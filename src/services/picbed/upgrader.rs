//! 旧版图床配置升级
//!
//! 旧版：`picBed.<type>` 保存单个未带元数据的配置对象。
//! 新版：`uploader.<type>` 保存 `{ configList, defaultId }`，
//! 同时 `picBed.<type>` 镜像默认配置以兼容仍读取旧路径的代码。

use super::{legacy_key, uploader_key};
use crate::data::{save_config, ConfigStore, SaveOutcome};
use crate::models::picbed::is_truthy;
use crate::models::{UploaderConfigItem, UploaderProfile, DEFAULT_CONFIG_NAME};
use crate::services::meta::{Clock, IdGenerator};
use serde_json::{Map, Value};

/// 元数据字段
const META_KEYS: [&str; 4] = ["_id", "_configName", "_createdAt", "_updatedAt"];

/// 规整旧版配置的顶层字符串字段
///
/// 字符串去除首尾空白，空白字符串字段整体移除，其余类型原样保留。
pub fn trim_values(source: &Map<String, Value>) -> Map<String, Value> {
    source
        .iter()
        .filter_map(|(key, value)| match value {
            Value::String(s) => {
                let trimmed = s.trim();
                (!trimmed.is_empty()).then(|| (key.clone(), Value::String(trimmed.to_string())))
            }
            other => Some((key.clone(), other.clone())),
        })
        .collect()
}

/// 旧版配置是否已带有可用的 `_id`
///
/// 按真值判断：缺失、`null`、`false`、`0` 与空字符串视为没有 `_id`。
pub fn has_profile_id(legacy: &Map<String, Value>) -> bool {
    legacy.get("_id").is_some_and(is_truthy)
}

/// 为未迁移的旧版配置补全元数据
///
/// 时钟只读取一次，`_createdAt` 与 `_updatedAt` 相同。
pub fn build_profile(
    legacy: &Map<String, Value>,
    ids: &dyn IdGenerator,
    clock: &dyn Clock,
) -> UploaderProfile {
    let mut fields = trim_values(legacy);
    let config_name = match fields.remove("_configName") {
        Some(Value::String(name)) => name,
        _ => DEFAULT_CONFIG_NAME.to_string(),
    };
    for key in META_KEYS {
        fields.remove(key);
    }

    let now = clock.now_millis();
    UploaderProfile {
        id: ids.new_id(),
        config_name: Some(config_name),
        created_at: Some(now),
        updated_at: Some(now),
        fields,
    }
}

/// 将 `picBed.<type>` 升级为配置列表并写回
///
/// 已带 `_id` 的旧版配置原样作为唯一配置：写回的 JSON 与读取到的完全一致，
/// 不重新生成元数据。返回值中的元数据按宽松规则读取。
/// 存储不可写或写入失败时仍返回内存中的结果，下次读取会重新尝试升级。
///
/// 同一图床类型的并发升级需要由调用方串行化，否则可能生成两个不同的 `_id`。
pub fn upgrade<S>(
    store: &mut S,
    type_: &str,
    ids: &dyn IdGenerator,
    clock: &dyn Clock,
) -> UploaderConfigItem
where
    S: ConfigStore + ?Sized,
{
    if type_.is_empty() {
        return UploaderConfigItem::default();
    }

    let legacy = read_legacy(&*store, type_);
    let (profile, stored) = if has_profile_id(&legacy) {
        match serde_json::from_value::<UploaderProfile>(Value::Object(legacy.clone())) {
            Ok(profile) => (profile, Ok(Value::Object(legacy))),
            Err(e) => {
                tracing::warn!(type_, error = %e, "已有配置元数据无法解析，重新生成");
                let profile = build_profile(&legacy, ids, clock);
                let stored = serde_json::to_value(&profile);
                (profile, stored)
            }
        }
    } else {
        let profile = build_profile(&legacy, ids, clock);
        let stored = serde_json::to_value(&profile);
        (profile, stored)
    };

    let item = UploaderConfigItem {
        default_id: profile.id.clone(),
        config_list: vec![profile],
    };
    match stored {
        Ok(profile_value) => persist(store, type_, profile_value),
        Err(e) => tracing::error!(type_, error = %e, "序列化图床配置失败，跳过保存"),
    }

    tracing::info!(type_, default_id = %item.default_id, "图床配置已升级为多配置格式");
    item
}

fn read_legacy<S>(store: &S, type_: &str) -> Map<String, Value>
where
    S: ConfigStore + ?Sized,
{
    match store.get(&legacy_key(type_)) {
        Some(Value::Object(map)) => map.clone(),
        None | Some(Value::Null) => Map::new(),
        Some(other) => {
            tracing::warn!(type_, value = %other, "旧版图床配置不是对象，按空配置处理");
            Map::new()
        }
    }
}

/// 一次保存同时写入 `uploader.<type>` 与 `picBed.<type>`
///
/// `defaultId` 取配置 JSON 中的 `_id` 原值。
fn persist<S>(store: &mut S, type_: &str, profile_value: Value)
where
    S: ConfigStore + ?Sized,
{
    let default_id = profile_value.get("_id").cloned().unwrap_or_default();
    let mut item_value = Map::new();
    item_value.insert(
        "configList".to_string(),
        Value::Array(vec![profile_value.clone()]),
    );
    item_value.insert("defaultId".to_string(), default_id);

    let mut partial = Map::new();
    partial.insert(uploader_key(type_), Value::Object(item_value));
    partial.insert(legacy_key(type_), profile_value);

    match save_config(store, &partial) {
        Ok(SaveOutcome::Saved) => {}
        Ok(SaveOutcome::Skipped) => {
            tracing::warn!(type_, "配置未持久化，下次读取将重新升级");
        }
        Err(e) => {
            tracing::error!(type_, error = %e, "保存升级后的图床配置失败");
        }
    }
}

────────

▶ **ABOUT THIS TASK**
After reading the entries, reproduce every one of them exactly.

▶ **ANSWER TO THIS TASK**
filename src/services/picbed/upgrader.rs
//! 旧版图床配置升级
//!
//! 旧版：`picBed.<type>` 保存单个未带元数据的配置对象。
//! 新版：`uploader.<type>` 保存 `{ configList, defaultId }`，
//! 同时 `picBed.<type>` 镜像默认配置以兼容仍读取旧路径的代码。

use super::{legacy_key, uploader_key};
use crate::data::{save_config, ConfigStore, SaveOutcome};
use crate::models::picbed::is_truthy;
use crate::models::{UploaderConfigItem, UploaderProfile, DEFAULT_CONFIG_NAME};
use crate::services::meta::{Clock, IdGenerator};
use serde_json::{Map, Value};

/// 元数据字段
const META_KEYS: [&str; 4] = ["_id", "_configName", "_createdAt", "_updatedAt"];

/// 规整旧版配置的顶层字符串字段
///
/// 字符串去除首尾空白，空白字符串字段整体移除，其余类型原样保留。
pub fn trim_values(source: &Map<String, Value>) -> Map<String, Value> {
    source
        .iter()
        .filter_map(|(key, value)| match value {
            Value::String(s) => {
                let trimmed = s.trim();
                (!trimmed.is_empty()).then(|| (key.clone(), Value::String(trimmed.to_string())))
            }
            other => Some((key.clone(), other.clone())),
        })
        .collect()
}

/// 旧版配置是否已带有可用的 `_id`
///
/// 按真值判断：缺失、`null`、`false`、`0` 与空字符串视为没有 `_id`。
pub fn has_profile_id(legacy: &Map<String, Value>) -> bool {
    legacy.get("_id").is_some_and(is_truthy)
}

/// 为未迁移的旧版配置补全元数据
///
/// 时钟只读取一次，`_createdAt` 与 `_updatedAt` 相同。
pub fn build_profile(
    legacy: &Map<String, Value>,
    ids: &dyn IdGenerator,
    clock: &dyn Clock,
) -> UploaderProfile {
    let mut fields = trim_values(legacy);
    let config_name = match fields.remove("_configName") {
        Some(Value::String(name)) => name,
        _ => DEFAULT_CONFIG_NAME.to_string(),
    };
    for key in META_KEYS {
        fields.remove(key);
    }

    let now = clock.now_millis();
    UploaderProfile {
        id: ids.new_id(),
        config_name: Some(config_name),
        created_at: Some(now),
        updated_at: Some(now),
        fields,
    }
}

/// 将 `picBed.<type>` 升级为配置列表并写回
///
/// 已带 `_id` 的旧版配置原样作为唯一配置：写回的 JSON 与读取到的完全一致，
/// 不重新生成元数据。返回值中的元数据按宽松规则读取。
/// 存储不可写或写入失败时仍返回内存中的结果，下次读取会重新尝试升级。
///
/// 同一图床类型的并发升级需要由调用方串行化，否则可能生成两个不同的 `_id`。
pub fn upgrade<S>(
    store: &mut S,
    type_: &str,
    ids: &dyn IdGenerator,
    clock: &dyn Clock,
) -> UploaderConfigItem
where
    S: ConfigStore + ?Sized,
{
    if type_.is_empty() {
        return UploaderConfigItem::default();
    }

    let legacy = read_legacy(&*store, type_);
    let (profile, stored) = if has_profile_id(&legacy) {
        match serde_json::from_value::<UploaderProfile>(Value::Object(legacy.clone())) {
            Ok(profile) => (profile, Ok(Value::Object(legacy))),
            Err(e) => {
                tracing::warn!(type_, error = %e, "已有配置元数据无法解析，重新生成");
                let profile = build_profile(&legacy, ids, clock);
                let stored = serde_json::to_value(&profile);
                (profile, stored)
            }
        }
    } else {
        let profile = build_profile(&legacy, ids, clock);
        let stored = serde_json::to_value(&profile);
        (profile, stored)
    };

    let item = UploaderConfigItem {
        default_id: profile.id.clone(),
        config_list: vec![profile],
    };
    match stored {
        Ok(profile_value) => persist(store, type_, profile_value),
        Err(e) => tracing::error!(type_, error = %e, "序列化图床配置失败，跳过保存"),
    }

    tracing::info!(type_, default_id = %item.default_id, "图床配置已升级为多配置格式");
    item
}

fn read_legacy<S>(store: &S, type_: &str) -> Map<String, Value>
where
    S: ConfigStore + ?Sized,
{
    match store.get(&legacy_key(type_)) {
        Some(Value::Object(map)) => map.clone(),
        None | Some(Value::Null) => Map::new(),
        Some(other) => {
            tracing::warn!(type_, value = %other, "旧版图床配置不是对象，按空配置处理");
            Map::new()
        }
    }
}

/// 一次保存同时写入 `uploader.<type>` 与 `picBed.<type>`
///
/// `defaultId` 取配置 JSON 中的 `_id` 原值。
fn persist<S>(store: &mut S, type_: &str, profile_value: Value)
where
    S: ConfigStore + ?Sized,
{
    let default_id = profile_value.get("_id").cloned().unwrap_or_default();
    let mut item_value = Map::new();
    item_value.insert(
        "configList".to_string(),
        Value::Array(vec![profile_value.clone()]),
    );
    item_value.insert("defaultId".to_string(), default_id);

    let mut partial = Map::new();
    partial.insert(uploader_key(type_), Value::Object(item_value));
    partial.insert(legacy_key(type_), profile_value);

    match save_config(store, &partial) {
        Ok(SaveOutcome::Saved) => {}
        Ok(SaveOutcome::Skipped) => {
            tracing::warn!(type_, "配置未持久化，下次读取将重新升级");
        }
        Err(e) => {
            tracing::error!(type_, error = %e, "保存升级后的图床配置失败");
        }
    }
}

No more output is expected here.